Tuesday, October 16, 2018

Case Study - India Monthly Car Sales Data & Forecast 2018-2020 – A Comparative Analysis using Facebook Prophet & Auto Arima using R – Time Series Forecasting using R


The data used in the case study us gathered from online data sources and is collected from April, 2011 till September 2018 for all the companies in India. The Microsoft Excel Object is placed here:

 India Car Sales in the H1 2018
Due to the contracted Passenger vehicles (PV) sales in September 2018 by 5.61 per cent, auto makers body Society of Indian Automobile Manufacturers (SIAM) signalled a conservative outlook by signalling a slowdown in the sector for the fiscal 2018-19. Overall the sector registered a moderate 6.88 per cent growth in the first half of 2018-19 mainly due to the fall in September 2018 sales -- the biggest monthly slump in this fiscal -- marking the third straight month of decline. 

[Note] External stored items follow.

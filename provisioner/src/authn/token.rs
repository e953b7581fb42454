//! Bearer token sources for the Google APIs

use async_trait::async_trait;
use secrecy::{ExposeSecret, SecretString};
use tracing::debug;

use crate::errors::ClawError;
use crate::filesys::file::File;

/// Source of an OAuth access token, queried before every API call
#[async_trait]
pub trait AccessTokenSource: Send + Sync {
    async fn access_token(&self) -> Result<SecretString, ClawError>;
}

/// A fixed token, e.g. from `GOOGLE_OAUTH_ACCESS_TOKEN`
pub struct StaticToken {
    token: SecretString,
}

impl StaticToken {
    pub fn new(token: SecretString) -> Self {
        Self { token }
    }

    /// Read the token from an environment variable
    pub fn from_env(var: &str) -> Result<Self, ClawError> {
        let token = std::env::var(var)
            .map_err(|_| ClawError::ConfigError(format!("{} is not set", var)))?;
        if token.trim().is_empty() {
            return Err(ClawError::ConfigError(format!("{} is empty", var)));
        }
        Ok(Self::new(SecretString::from(token.trim().to_string())))
    }
}

#[async_trait]
impl AccessTokenSource for StaticToken {
    async fn access_token(&self) -> Result<SecretString, ClawError> {
        Ok(self.token.clone())
    }
}

/// A token file kept fresh by an external refresher; re-read on every call
pub struct TokenFile {
    file: File,
}

impl TokenFile {
    pub fn new(file: File) -> Self {
        Self { file }
    }
}

#[async_trait]
impl AccessTokenSource for TokenFile {
    async fn access_token(&self) -> Result<SecretString, ClawError> {
        debug!("reading access token from {}", self.file.path().display());
        let raw = self.file.read_string().await?;
        let token = SecretString::from(raw.trim().to_string());
        if token.expose_secret().is_empty() {
            return Err(ClawError::ConfigError(format!(
                "token file {} is empty",
                self.file.path().display()
            )));
        }
        Ok(token)
    }
}

#[cfg(test)]
mod tests {
    use super::*;

    #[tokio::test]
    async fn test_static_token() {
        let source = StaticToken::new(SecretString::from("ya29.abc".to_string()));
        let token = source.access_token().await.unwrap();
        assert_eq!(token.expose_secret(), "ya29.abc");
    }

    #[tokio::test]
    async fn test_token_file_is_reread() {
        let path = std::env::temp_dir().join(format!("clawctl-token-{}", uuid::Uuid::new_v4()));
        std::fs::write(&path, "first\n").unwrap();
        let source = TokenFile::new(File::new(&path));
        assert_eq!(source.access_token().await.unwrap().expose_secret(), "first");

        std::fs::write(&path, "second").unwrap();
        assert_eq!(source.access_token().await.unwrap().expose_secret(), "second");

        std::fs::write(&path, "  \n").unwrap();
        assert!(source.access_token().await.is_err());
        let _ = std::fs::remove_file(path);
    }
}
impl Default for Endpoints {
    fn default() -> Self {
        Self {
            compute: "https://compute.googleapis.com/compute/v1".into(),
            secret_manager: "https://secretmanager.googleapis.com/v1".into(),
            service_usage: "https://serviceusage.googleapis.com/v1".into(),
            iam: "https://iam.googleapis.com/v1".into(),
            resource_manager: "https://cloudresourcemanager.googleapis.com/v1".into(),
        }
    }
}

/// Bounds for long-running operation polling
#[derive(Debug, Clone)]
pub struct OperationPolling {
    pub attempts: u32,
    pub interval: Duration,
}

impl Default for OperationPolling {
    fn default() -> Self {
        Self {
            attempts: 30,
            interval: Duration::from_secs(2),
        }
    }
}

#[derive(Debug, Clone)]
pub struct GcpOptions {
    pub endpoints: Endpoints,
    pub request_timeout: Duration,
    pub polling: OperationPolling,
}

impl Default for GcpOptions {
    fn default() -> Self {
        Self {
            endpoints: Endpoints::default(),
            request_timeout: Duration::from_secs(30),
            polling: OperationPolling::default(),
        }
    }
}

/// [`CloudApi`] over the Google REST APIs
pub struct GcpClient {
    client: Client,
    endpoints: Endpoints,
    polling: OperationPolling,
    tokens: Arc<dyn AccessTokenSource>,
}
//! Data models

pub mod deployment;

pub use deployment::{
    Branding, DeploymentRecord, DeploymentRequest, DeploymentStatus, Models, PluginConfig,
    SecretReference, SkillConfig,
};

In the first half of the fiscal, PV sales have grown 6.88 per cent and for the second half also while the outlook is positive, sales will be "slightly" higher or similar, SIAM president Rajan Wadhera told media. "For the entire fiscal, we had a forecast of 9-11 per cent growth but we are now looking more at the lower end of around 9 per cent," he added.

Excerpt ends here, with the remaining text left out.